--- START ---
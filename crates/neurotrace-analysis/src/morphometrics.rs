//! Heavier per-tree morphometric descriptors
//!
//! Everything here runs off the interactive path: the caller hands a
//! [`TreeSnapshot`] by value (see [`crate::pool`]) and gets one result back.
//! The hull and box-counting passes are superlinear in practice; the rest
//! is linear.

use std::collections::{BTreeMap, HashSet, VecDeque};

use serde::{Deserialize, Serialize};

use neurotrace_core::distance;

use crate::hull::convex_hull_volume;
use crate::snapshot::TreeSnapshot;

/// Tortuosity of one branch-to-branch segment, tagged with the node the
/// segment starts from.
#[derive(Debug, Clone, Copy, PartialEq, Serialize, Deserialize)]
pub struct SegmentTortuosity {
    pub node_id: i64,
    pub value: f64,
}

#[derive(Debug, Clone, Default, PartialEq, Serialize, Deserialize)]
pub struct Morphometrics {
    pub total_length: f64,
    /// Frustum lateral surface summed over edges, µm².
    pub total_surface: f64,
    /// Frustum volume summed over edges, µm³.
    pub total_volume: f64,
    pub branch_count: usize,
    pub tip_count: usize,
    pub max_strahler_order: u32,
    /// Pairwise angles at branch points, degrees.
    pub branch_angles: Vec<f64>,
    /// Soma-to-tip path length per terminal.
    pub tip_path_lengths: Vec<f64>,
    pub segment_tortuosity: Vec<SegmentTortuosity>,
    pub convex_hull_volume: f64,
    pub fractal_dimension: f64,
}

/// Compute all descriptors for one tree snapshot.
pub fn compute_morphometrics(snapshot: &TreeSnapshot) -> Morphometrics {
    let mut result = Morphometrics::default();

    for &id in snapshot.nodes.keys() {
        let n = snapshot.children(id).len();
        if n == 0 {
            result.tip_count += 1;
        }
        if n >= 2 {
            result.branch_count += 1;
        }
    }

    // Edge-based totals: each edge modeled as a conical frustum.
    for node in snapshot.nodes.values() {
        if node.parent_id == -1 {
            continue;
        }
        let Some(parent) = snapshot.nodes.get(&node.parent_id) else {
            continue;
        };
        let seg_len = distance(node, parent);
        let (r1, r2) = (parent.radius, node.radius);

        result.total_length += seg_len;
        result.total_surface += std::f64::consts::PI * (r1 + r2) * seg_len;
        result.total_volume +=
            std::f64::consts::PI * (r1 * r1 + r1 * r2 + r2 * r2) * seg_len / 3.0;
    }

    result.branch_angles = branch_angles(snapshot);
    result.max_strahler_order = strahler_orders(snapshot)
        .values()
        .copied()
        .max()
        .unwrap_or(0);
    result.tip_path_lengths = tip_path_lengths(snapshot);
    result.segment_tortuosity = segment_tortuosity(snapshot);

    let points: Vec<[f64; 3]> = snapshot.nodes.values().map(|n| [n.x, n.y, n.z]).collect();
    result.convex_hull_volume = if points.len() >= 4 {
        convex_hull_volume(&points)
    } else {
        0.0
    };
    result.fractal_dimension = fractal_dimension(&points);

    result
}

/// All pairwise angles between child vectors at every ≥2-child node, in
/// degrees. The dot product is clamped before `acos` for numeric safety;
/// zero-length vectors are skipped.
fn branch_angles(snapshot: &TreeSnapshot) -> Vec<f64> {
    let mut angles = Vec::new();
    for (&id, children) in &snapshot.child_index {
        if children.len() < 2 {
            continue;
        }
        let Some(branch) = snapshot.nodes.get(&id) else {
            continue;
        };
        for i in 0..children.len() {
            for j in (i + 1)..children.len() {
                let (Some(c1), Some(c2)) =
                    (snapshot.nodes.get(&children[i]), snapshot.nodes.get(&children[j]))
                else {
                    continue;
                };
                let v1 = [c1.x - branch.x, c1.y - branch.y, c1.z - branch.z];
                let v2 = [c2.x - branch.x, c2.y - branch.y, c2.z - branch.z];
                let mag1 = (v1[0] * v1[0] + v1[1] * v1[1] + v1[2] * v1[2]).sqrt();
                let mag2 = (v2[0] * v2[0] + v2[1] * v2[1] + v2[2] * v2[2]).sqrt();
                if mag1 == 0.0 || mag2 == 0.0 {
                    continue;
                }
                let dot = v1[0] * v2[0] + v1[1] * v2[1] + v1[2] * v2[2];
                let cos = (dot / (mag1 * mag2)).clamp(-1.0, 1.0);
                angles.push(cos.acos().to_degrees());
            }
        }
    }
    angles
}

/// Strahler order per node, by iterative bottom-up reduction.
///
/// Tips seed order 1. A parent becomes ready once every child has been
/// processed (tracked by a counter); its order is max(child orders) + 1 when
/// it has 2+ children that *all* tie at the max, otherwise just the max.
pub fn strahler_orders(snapshot: &TreeSnapshot) -> BTreeMap<i64, u32> {
    let mut orders: BTreeMap<i64, u32> = BTreeMap::new();
    let mut processed: BTreeMap<i64, usize> = BTreeMap::new();
    let mut queue: VecDeque<i64> = VecDeque::new();

    for (&id, node) in &snapshot.nodes {
        processed.insert(id, 0);
        if snapshot.children(id).is_empty() {
            orders.insert(id, 1);
            if node.parent_id != -1 && snapshot.nodes.contains_key(&node.parent_id) {
                queue.push_back(node.parent_id);
            }
        }
    }

    while let Some(parent_id) = queue.pop_front() {
        let count = processed.get(&parent_id).copied().unwrap_or(0) + 1;
        processed.insert(parent_id, count);

        let children = snapshot.children(parent_id);
        if count < children.len() {
            continue;
        }

        let child_orders: Vec<u32> = children
            .iter()
            .filter_map(|c| orders.get(c).copied())
            .collect();

        let order = if child_orders.is_empty() {
            1
        } else {
            let max = *child_orders.iter().max().expect("non-empty");
            let all_tie = child_orders.iter().all(|&o| o == max);
            if all_tie && child_orders.len() >= 2 {
                max + 1
            } else {
                max
            }
        };
        orders.insert(parent_id, order);

        let node = &snapshot.nodes[&parent_id];
        if node.parent_id != -1 && snapshot.nodes.contains_key(&node.parent_id) {
            queue.push_back(node.parent_id);
        }
    }

    orders
}

/// Path length from each terminal tip back to its root.
fn tip_path_lengths(snapshot: &TreeSnapshot) -> Vec<f64> {
    let mut lengths = Vec::new();
    for &id in snapshot.nodes.keys() {
        if !snapshot.children(id).is_empty() {
            continue;
        }
        let mut dist = 0.0;
        let mut cur = id;
        loop {
            let Some(node) = snapshot.nodes.get(&cur) else {
                break;
            };
            if node.parent_id == -1 {
                break;
            }
            let Some(parent) = snapshot.nodes.get(&node.parent_id) else {
                break;
            };
            dist += distance(node, parent);
            cur = node.parent_id;
        }
        lengths.push(dist);
    }
    lengths
}

/// Path length ÷ straight-line distance for each segment between a branch
/// point (or root) and the next branch/tip along a degree-1 chain.
fn segment_tortuosity(snapshot: &TreeSnapshot) -> Vec<SegmentTortuosity> {
    let mut out = Vec::new();

    let mut seg_starts: Vec<i64> = Vec::new();
    for &id in snapshot.nodes.keys() {
        if snapshot.children(id).len() >= 2 {
            seg_starts.push(id);
        }
    }
    for (&id, node) in &snapshot.nodes {
        if node.parent_id == -1 {
            seg_starts.push(id);
        }
    }

    for start_id in seg_starts {
        let start = &snapshot.nodes[&start_id];
        for &child_id in snapshot.children(start_id) {
            let mut path_len = 0.0;
            let mut prev = start_id;
            let mut cur = child_id;
            loop {
                let Some(node) = snapshot.nodes.get(&cur) else {
                    break;
                };
                path_len += distance(node, &snapshot.nodes[&prev]);
                let children = snapshot.children(cur);
                if children.len() != 1 {
                    break;
                }
                prev = cur;
                cur = children[0];
            }

            let Some(end) = snapshot.nodes.get(&cur) else {
                continue;
            };
            let straight = distance(end, start);
            if straight > 0.0 {
                out.push(SegmentTortuosity {
                    node_id: start_id,
                    value: path_len / straight,
                });
            }
        }
    }

    out
}

/// Box-counting fractal dimension: occupied-cell counts at geometrically
/// doubling divisions of the bounding box, slope of log(count) against
/// log(1/boxSize). Returns 0 (never NaN) when fewer than 2 points or fewer
/// than 2 usable scales are available.
fn fractal_dimension(points: &[[f64; 3]]) -> f64 {
    if points.len() < 2 {
        return 0.0;
    }

    let mut min = [f64::INFINITY; 3];
    let mut max = [f64::NEG_INFINITY; 3];
    for p in points {
        for axis in 0..3 {
            min[axis] = min[axis].min(p[axis]);
            max[axis] = max[axis].max(p[axis]);
        }
    }
    let span = (0..3)
        .map(|a| max[a] - min[a])
        .fold(1.0f64, f64::max);

    let mut log_eps = Vec::new();
    let mut log_n = Vec::new();

    let mut divisions = 2u32;
    while divisions <= 64 {
        let box_size = span / f64::from(divisions);
        let mut occupied: HashSet<(i64, i64, i64)> = HashSet::new();
        for p in points {
            occupied.insert((
                ((p[0] - min[0]) / box_size).floor() as i64,
                ((p[1] - min[1]) / box_size).floor() as i64,
                ((p[2] - min[2]) / box_size).floor() as i64,
            ));
        }
        log_eps.push((1.0 / box_size).ln());
        log_n.push((occupied.len() as f64).ln());
        divisions *= 2;
    }

    if log_eps.len() < 2 {
        return 0.0;
    }

    let n = log_eps.len() as f64;
    let (mut sum_x, mut sum_y, mut sum_xy, mut sum_x2) = (0.0, 0.0, 0.0, 0.0);
    for (x, y) in log_eps.iter().zip(&log_n) {
        sum_x += x;
        sum_y += y;
        sum_xy += x * y;
        sum_x2 += x * x;
    }
    let denom = n * sum_x2 - sum_x * sum_x;
    if denom == 0.0 {
        return 0.0;
    }
    (n * sum_xy - sum_x * sum_y) / denom
}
--- END ---
Find the lines of the material that hold the word "prev" and report their count alone.

[ANSWER SPACE] 3